Task brief: Nothing belongs in the answer except the lines of the material that include "SubmissionStatus".
Data records START
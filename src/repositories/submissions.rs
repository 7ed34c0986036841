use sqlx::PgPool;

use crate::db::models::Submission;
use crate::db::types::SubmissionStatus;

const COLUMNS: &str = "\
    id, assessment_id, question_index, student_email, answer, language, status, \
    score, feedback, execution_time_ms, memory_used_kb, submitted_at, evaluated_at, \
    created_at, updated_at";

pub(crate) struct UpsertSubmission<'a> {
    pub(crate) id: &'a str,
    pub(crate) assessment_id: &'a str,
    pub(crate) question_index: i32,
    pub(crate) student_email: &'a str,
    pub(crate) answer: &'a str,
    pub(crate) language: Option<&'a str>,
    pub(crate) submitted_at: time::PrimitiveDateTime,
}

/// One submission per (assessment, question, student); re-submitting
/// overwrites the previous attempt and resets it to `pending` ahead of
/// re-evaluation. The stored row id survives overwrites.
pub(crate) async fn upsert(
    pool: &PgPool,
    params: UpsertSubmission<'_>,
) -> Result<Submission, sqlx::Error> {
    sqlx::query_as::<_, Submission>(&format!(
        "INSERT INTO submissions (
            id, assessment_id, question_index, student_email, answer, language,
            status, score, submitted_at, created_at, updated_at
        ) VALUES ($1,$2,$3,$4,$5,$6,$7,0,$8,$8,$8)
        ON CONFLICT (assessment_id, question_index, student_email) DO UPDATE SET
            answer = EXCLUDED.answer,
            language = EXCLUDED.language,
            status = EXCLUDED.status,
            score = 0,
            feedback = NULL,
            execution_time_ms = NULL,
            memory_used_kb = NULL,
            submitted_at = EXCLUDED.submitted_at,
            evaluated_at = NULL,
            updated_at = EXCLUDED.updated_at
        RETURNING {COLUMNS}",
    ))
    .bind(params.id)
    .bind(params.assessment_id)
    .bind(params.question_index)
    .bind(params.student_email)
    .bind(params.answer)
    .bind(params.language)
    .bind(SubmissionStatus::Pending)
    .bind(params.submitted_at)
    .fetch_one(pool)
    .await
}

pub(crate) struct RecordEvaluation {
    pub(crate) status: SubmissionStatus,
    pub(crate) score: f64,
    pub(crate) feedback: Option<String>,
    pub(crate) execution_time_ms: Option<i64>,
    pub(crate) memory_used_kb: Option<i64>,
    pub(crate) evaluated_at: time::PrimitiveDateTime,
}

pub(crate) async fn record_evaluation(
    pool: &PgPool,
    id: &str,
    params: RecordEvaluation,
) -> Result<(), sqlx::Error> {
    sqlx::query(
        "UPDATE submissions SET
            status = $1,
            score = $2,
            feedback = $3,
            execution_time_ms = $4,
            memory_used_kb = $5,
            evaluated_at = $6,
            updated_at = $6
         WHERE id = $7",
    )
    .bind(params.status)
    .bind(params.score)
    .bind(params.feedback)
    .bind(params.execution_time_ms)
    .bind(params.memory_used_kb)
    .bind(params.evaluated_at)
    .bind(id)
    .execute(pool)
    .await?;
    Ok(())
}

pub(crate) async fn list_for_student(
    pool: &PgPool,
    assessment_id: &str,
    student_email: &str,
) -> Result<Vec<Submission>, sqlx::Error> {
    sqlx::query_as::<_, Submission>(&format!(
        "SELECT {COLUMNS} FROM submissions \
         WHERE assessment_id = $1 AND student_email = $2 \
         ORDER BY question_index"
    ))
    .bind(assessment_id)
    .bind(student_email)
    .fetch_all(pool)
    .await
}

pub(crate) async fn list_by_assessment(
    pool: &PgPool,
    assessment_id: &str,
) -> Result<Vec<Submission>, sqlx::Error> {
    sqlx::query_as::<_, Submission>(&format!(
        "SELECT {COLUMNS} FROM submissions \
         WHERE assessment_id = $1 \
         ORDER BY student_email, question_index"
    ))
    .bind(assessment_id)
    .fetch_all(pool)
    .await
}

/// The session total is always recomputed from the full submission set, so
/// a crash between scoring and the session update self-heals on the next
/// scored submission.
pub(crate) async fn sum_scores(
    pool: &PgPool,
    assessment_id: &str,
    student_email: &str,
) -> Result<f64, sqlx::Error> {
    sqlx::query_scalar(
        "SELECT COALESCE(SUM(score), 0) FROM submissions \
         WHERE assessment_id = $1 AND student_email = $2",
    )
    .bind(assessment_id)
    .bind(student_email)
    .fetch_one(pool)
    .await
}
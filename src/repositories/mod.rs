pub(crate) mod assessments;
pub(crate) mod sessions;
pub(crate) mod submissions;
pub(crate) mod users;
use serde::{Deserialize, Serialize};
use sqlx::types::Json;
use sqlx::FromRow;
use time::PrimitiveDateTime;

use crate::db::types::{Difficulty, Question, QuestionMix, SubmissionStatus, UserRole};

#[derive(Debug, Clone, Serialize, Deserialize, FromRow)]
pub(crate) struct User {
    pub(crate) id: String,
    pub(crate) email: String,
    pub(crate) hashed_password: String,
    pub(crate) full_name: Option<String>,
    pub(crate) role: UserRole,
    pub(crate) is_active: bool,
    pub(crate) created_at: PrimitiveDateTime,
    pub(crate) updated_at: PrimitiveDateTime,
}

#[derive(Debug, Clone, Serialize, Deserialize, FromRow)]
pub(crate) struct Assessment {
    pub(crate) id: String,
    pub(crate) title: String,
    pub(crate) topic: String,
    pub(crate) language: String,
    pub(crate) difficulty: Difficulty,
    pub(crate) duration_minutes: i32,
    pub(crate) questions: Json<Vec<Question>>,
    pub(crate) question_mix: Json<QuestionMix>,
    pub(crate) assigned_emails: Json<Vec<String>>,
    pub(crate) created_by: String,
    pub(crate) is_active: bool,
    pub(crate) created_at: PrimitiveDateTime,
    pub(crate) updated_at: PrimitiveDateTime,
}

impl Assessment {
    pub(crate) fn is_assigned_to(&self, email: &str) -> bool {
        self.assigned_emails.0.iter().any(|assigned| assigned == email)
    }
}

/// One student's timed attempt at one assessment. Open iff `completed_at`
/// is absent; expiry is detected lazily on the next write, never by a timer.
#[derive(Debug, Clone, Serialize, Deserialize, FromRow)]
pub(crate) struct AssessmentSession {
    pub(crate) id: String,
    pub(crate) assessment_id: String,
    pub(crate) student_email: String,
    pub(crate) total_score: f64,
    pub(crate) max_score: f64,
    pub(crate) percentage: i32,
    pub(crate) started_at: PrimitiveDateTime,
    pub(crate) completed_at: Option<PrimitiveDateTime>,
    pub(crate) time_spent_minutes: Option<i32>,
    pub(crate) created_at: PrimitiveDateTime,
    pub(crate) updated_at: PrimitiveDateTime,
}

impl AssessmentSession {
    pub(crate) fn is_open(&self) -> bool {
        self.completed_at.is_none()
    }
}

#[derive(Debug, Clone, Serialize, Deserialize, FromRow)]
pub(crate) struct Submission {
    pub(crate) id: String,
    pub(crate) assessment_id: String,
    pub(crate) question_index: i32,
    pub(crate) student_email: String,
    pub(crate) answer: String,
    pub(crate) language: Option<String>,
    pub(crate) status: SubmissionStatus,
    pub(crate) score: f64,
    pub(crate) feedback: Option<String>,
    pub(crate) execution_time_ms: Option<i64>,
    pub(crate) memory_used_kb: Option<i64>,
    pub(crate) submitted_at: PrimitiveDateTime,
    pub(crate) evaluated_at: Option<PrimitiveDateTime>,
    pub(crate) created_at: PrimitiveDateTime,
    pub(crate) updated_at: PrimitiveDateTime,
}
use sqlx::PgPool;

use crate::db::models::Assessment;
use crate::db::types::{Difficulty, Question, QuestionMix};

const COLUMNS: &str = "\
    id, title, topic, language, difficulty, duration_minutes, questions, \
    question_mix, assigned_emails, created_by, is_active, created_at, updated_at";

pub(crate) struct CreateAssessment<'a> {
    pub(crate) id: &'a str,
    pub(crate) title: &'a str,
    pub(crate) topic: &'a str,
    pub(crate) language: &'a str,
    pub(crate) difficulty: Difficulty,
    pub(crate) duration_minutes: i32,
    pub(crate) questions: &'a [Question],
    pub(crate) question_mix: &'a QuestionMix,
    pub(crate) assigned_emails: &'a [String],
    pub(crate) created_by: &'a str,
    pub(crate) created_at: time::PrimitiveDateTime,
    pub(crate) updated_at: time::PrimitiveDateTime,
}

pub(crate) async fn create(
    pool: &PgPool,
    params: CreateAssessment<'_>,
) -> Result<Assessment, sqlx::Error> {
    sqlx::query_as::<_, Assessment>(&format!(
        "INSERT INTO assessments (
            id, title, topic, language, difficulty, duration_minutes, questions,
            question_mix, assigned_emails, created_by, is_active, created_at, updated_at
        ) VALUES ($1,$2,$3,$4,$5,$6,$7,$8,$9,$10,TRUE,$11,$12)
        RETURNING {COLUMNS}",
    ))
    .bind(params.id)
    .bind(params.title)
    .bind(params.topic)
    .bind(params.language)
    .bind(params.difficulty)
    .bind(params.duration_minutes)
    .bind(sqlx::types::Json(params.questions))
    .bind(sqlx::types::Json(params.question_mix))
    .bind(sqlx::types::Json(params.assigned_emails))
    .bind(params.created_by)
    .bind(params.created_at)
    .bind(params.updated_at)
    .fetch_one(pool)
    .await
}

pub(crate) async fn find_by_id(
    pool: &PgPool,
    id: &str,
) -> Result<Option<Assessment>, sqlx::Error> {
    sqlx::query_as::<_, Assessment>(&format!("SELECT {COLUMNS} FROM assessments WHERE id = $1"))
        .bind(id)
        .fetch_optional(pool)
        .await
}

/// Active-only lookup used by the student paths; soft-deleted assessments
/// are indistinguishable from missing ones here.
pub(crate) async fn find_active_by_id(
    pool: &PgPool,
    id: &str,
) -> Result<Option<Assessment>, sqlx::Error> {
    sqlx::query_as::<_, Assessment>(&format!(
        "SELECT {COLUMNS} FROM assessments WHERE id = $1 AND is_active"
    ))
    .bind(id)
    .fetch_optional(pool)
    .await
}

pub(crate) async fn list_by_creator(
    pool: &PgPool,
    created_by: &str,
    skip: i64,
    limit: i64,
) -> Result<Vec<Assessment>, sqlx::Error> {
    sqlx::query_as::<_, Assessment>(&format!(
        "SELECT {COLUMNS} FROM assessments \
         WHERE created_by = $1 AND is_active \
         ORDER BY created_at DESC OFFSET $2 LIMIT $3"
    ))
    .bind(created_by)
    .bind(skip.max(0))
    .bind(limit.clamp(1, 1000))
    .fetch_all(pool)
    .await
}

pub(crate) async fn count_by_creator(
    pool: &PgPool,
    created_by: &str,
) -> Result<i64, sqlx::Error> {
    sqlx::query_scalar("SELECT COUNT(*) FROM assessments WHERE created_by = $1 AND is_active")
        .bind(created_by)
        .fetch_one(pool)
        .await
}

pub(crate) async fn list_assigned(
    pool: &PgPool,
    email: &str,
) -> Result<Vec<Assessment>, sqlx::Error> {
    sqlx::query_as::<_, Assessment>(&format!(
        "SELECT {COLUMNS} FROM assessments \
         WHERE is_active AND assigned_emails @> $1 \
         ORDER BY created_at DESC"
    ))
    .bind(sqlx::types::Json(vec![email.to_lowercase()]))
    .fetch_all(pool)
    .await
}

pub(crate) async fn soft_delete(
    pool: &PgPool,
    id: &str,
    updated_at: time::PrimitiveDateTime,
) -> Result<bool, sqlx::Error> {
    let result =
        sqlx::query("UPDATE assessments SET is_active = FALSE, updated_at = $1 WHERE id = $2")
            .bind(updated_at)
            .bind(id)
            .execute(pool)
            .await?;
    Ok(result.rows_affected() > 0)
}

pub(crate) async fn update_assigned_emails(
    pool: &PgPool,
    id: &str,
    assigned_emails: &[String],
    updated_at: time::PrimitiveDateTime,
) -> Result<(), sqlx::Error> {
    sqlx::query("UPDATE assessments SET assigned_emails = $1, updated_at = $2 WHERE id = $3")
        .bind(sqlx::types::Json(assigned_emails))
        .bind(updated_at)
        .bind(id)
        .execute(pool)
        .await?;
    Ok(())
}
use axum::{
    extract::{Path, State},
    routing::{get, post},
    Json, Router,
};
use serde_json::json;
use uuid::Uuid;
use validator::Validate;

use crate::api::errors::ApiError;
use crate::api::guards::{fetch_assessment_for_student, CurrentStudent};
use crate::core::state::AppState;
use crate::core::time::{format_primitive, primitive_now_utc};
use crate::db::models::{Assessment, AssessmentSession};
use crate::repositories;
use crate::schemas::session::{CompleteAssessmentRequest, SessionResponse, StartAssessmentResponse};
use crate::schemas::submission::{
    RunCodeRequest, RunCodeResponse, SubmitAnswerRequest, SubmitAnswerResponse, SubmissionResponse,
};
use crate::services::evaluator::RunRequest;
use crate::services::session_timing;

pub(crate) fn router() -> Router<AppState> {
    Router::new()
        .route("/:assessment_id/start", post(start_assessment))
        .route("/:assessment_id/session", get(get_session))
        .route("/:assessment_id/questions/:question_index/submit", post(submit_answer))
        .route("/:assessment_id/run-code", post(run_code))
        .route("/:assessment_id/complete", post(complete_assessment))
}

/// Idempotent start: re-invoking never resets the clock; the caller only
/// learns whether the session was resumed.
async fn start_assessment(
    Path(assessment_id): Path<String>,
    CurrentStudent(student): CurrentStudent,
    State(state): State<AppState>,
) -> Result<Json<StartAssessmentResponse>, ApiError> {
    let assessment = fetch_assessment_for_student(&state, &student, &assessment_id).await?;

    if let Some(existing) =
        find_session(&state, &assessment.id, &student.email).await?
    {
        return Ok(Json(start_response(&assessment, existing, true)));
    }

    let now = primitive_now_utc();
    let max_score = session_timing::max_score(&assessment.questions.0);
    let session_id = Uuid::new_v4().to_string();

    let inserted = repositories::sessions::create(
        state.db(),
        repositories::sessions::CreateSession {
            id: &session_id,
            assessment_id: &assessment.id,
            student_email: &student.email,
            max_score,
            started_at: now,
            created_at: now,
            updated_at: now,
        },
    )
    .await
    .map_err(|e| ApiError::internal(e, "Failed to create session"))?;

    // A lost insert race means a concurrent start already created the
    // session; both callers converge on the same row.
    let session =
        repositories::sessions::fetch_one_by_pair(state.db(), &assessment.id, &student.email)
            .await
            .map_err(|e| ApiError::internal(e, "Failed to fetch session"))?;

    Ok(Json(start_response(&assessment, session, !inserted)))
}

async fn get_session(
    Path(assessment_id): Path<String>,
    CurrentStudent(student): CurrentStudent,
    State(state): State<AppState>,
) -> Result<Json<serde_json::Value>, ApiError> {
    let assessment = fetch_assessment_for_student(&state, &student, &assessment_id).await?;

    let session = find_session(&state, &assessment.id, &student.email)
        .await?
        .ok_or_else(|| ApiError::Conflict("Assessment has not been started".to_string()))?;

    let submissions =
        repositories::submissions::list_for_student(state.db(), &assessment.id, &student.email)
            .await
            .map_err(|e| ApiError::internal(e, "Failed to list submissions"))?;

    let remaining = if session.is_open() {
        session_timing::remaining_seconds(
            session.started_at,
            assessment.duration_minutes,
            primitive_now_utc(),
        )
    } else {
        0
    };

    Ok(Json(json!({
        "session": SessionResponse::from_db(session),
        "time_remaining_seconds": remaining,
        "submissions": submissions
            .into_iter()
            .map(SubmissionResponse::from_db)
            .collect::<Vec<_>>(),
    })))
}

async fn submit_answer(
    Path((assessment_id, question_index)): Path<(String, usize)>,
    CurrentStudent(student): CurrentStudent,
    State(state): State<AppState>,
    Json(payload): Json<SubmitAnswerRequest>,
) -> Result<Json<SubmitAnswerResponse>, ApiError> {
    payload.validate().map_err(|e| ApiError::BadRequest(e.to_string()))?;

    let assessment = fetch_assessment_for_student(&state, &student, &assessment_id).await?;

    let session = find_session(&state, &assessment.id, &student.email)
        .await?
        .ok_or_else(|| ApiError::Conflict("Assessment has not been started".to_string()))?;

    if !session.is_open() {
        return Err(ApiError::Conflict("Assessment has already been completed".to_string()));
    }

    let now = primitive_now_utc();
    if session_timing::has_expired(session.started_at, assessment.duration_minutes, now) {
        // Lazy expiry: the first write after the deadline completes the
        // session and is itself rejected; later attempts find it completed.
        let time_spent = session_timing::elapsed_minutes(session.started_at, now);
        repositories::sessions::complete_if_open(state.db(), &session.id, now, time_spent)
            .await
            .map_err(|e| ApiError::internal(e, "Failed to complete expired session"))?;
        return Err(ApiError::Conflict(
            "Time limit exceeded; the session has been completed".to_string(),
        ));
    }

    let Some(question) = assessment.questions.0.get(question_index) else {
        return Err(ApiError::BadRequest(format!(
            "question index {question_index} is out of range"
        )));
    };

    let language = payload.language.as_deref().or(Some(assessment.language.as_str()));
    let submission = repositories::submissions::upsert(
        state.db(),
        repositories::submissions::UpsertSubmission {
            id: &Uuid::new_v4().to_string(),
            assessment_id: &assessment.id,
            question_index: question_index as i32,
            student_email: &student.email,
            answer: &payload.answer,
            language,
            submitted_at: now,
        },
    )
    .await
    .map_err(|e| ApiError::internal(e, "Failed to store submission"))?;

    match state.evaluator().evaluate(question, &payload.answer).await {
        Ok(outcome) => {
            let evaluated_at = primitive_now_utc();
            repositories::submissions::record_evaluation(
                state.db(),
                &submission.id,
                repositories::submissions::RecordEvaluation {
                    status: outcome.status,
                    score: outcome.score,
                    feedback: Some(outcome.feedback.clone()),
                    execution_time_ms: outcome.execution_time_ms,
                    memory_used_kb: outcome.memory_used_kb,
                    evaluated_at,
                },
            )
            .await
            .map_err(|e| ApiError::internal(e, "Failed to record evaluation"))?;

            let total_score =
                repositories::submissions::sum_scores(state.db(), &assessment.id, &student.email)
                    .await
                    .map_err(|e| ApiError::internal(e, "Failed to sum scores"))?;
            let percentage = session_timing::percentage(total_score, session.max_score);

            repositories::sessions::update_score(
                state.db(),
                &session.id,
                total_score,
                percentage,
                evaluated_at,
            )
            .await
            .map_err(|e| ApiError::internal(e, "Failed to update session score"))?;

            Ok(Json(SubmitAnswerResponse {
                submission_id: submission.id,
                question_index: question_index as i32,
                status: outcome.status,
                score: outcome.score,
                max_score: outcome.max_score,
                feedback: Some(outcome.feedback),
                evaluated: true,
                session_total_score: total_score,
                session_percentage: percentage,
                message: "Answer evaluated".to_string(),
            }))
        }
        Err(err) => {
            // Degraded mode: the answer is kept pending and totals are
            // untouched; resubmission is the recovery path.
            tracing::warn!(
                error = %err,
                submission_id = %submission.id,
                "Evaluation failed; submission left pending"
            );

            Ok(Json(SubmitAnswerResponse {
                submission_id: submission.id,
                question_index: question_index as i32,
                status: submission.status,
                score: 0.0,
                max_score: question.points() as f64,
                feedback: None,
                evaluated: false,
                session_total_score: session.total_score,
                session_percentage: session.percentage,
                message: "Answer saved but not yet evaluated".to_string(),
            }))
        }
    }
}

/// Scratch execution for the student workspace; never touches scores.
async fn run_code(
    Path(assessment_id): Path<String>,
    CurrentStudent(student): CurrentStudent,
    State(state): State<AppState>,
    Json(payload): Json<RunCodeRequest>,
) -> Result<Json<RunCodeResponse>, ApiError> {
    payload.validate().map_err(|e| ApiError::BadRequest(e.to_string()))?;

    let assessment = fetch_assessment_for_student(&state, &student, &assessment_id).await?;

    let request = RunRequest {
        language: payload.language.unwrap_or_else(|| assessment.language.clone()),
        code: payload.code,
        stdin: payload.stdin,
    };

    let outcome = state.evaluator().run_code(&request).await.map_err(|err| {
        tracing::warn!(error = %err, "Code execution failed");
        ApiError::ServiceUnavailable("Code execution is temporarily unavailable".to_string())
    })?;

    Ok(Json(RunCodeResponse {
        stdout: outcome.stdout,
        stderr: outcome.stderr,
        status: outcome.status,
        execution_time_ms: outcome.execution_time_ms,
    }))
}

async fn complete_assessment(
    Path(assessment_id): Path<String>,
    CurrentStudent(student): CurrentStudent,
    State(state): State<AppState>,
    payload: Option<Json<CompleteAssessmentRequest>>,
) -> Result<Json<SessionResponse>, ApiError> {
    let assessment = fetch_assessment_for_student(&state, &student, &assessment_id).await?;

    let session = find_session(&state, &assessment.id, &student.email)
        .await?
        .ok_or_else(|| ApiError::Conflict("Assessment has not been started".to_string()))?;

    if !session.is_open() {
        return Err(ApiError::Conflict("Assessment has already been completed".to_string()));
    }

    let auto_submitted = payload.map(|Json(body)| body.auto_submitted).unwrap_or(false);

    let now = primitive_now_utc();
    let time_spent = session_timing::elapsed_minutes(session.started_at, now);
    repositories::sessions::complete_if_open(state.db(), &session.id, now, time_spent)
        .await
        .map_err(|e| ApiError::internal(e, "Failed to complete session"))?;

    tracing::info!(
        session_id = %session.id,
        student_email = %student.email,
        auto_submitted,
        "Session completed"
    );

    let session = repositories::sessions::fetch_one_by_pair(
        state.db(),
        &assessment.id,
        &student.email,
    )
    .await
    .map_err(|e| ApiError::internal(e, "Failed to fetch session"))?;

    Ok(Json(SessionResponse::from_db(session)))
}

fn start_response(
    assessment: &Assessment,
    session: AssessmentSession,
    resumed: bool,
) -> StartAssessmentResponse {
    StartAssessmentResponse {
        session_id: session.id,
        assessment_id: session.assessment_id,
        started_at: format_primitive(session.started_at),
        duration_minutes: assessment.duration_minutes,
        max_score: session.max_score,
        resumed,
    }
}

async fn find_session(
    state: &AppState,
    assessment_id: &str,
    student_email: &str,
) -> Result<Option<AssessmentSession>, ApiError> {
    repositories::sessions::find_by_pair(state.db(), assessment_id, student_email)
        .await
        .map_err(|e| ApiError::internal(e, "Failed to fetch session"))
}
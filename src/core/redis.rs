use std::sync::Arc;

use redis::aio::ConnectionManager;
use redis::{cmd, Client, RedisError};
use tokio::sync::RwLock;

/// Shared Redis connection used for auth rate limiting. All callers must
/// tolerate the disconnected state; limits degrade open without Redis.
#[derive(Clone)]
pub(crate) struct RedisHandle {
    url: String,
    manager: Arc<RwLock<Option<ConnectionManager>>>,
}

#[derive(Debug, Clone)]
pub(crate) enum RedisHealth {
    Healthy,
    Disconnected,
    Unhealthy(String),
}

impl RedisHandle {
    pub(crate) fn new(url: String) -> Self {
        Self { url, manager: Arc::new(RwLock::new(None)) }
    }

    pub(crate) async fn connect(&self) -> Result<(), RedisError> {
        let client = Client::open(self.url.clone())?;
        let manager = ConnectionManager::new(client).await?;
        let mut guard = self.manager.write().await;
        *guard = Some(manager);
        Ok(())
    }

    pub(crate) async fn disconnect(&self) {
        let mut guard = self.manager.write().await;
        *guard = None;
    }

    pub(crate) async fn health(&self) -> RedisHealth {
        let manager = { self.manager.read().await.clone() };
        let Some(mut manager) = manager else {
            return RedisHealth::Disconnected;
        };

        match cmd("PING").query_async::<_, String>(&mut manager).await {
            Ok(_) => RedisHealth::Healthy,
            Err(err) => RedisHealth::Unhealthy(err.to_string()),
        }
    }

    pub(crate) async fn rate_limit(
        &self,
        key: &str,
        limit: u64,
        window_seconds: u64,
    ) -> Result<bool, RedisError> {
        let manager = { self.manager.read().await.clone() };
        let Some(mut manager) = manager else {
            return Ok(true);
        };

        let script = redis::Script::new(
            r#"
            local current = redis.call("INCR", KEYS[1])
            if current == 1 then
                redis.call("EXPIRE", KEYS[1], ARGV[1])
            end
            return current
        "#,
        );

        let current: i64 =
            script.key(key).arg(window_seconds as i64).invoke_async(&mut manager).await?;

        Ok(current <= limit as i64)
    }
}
Data records END
Written solution:
use crate::db::types::SubmissionStatus;
    .bind(SubmissionStatus::Pending)
    pub(crate) status: SubmissionStatus,
use crate::db::types::{Difficulty, Question, QuestionMix, SubmissionStatus, UserRole};
    pub(crate) status: SubmissionStatus,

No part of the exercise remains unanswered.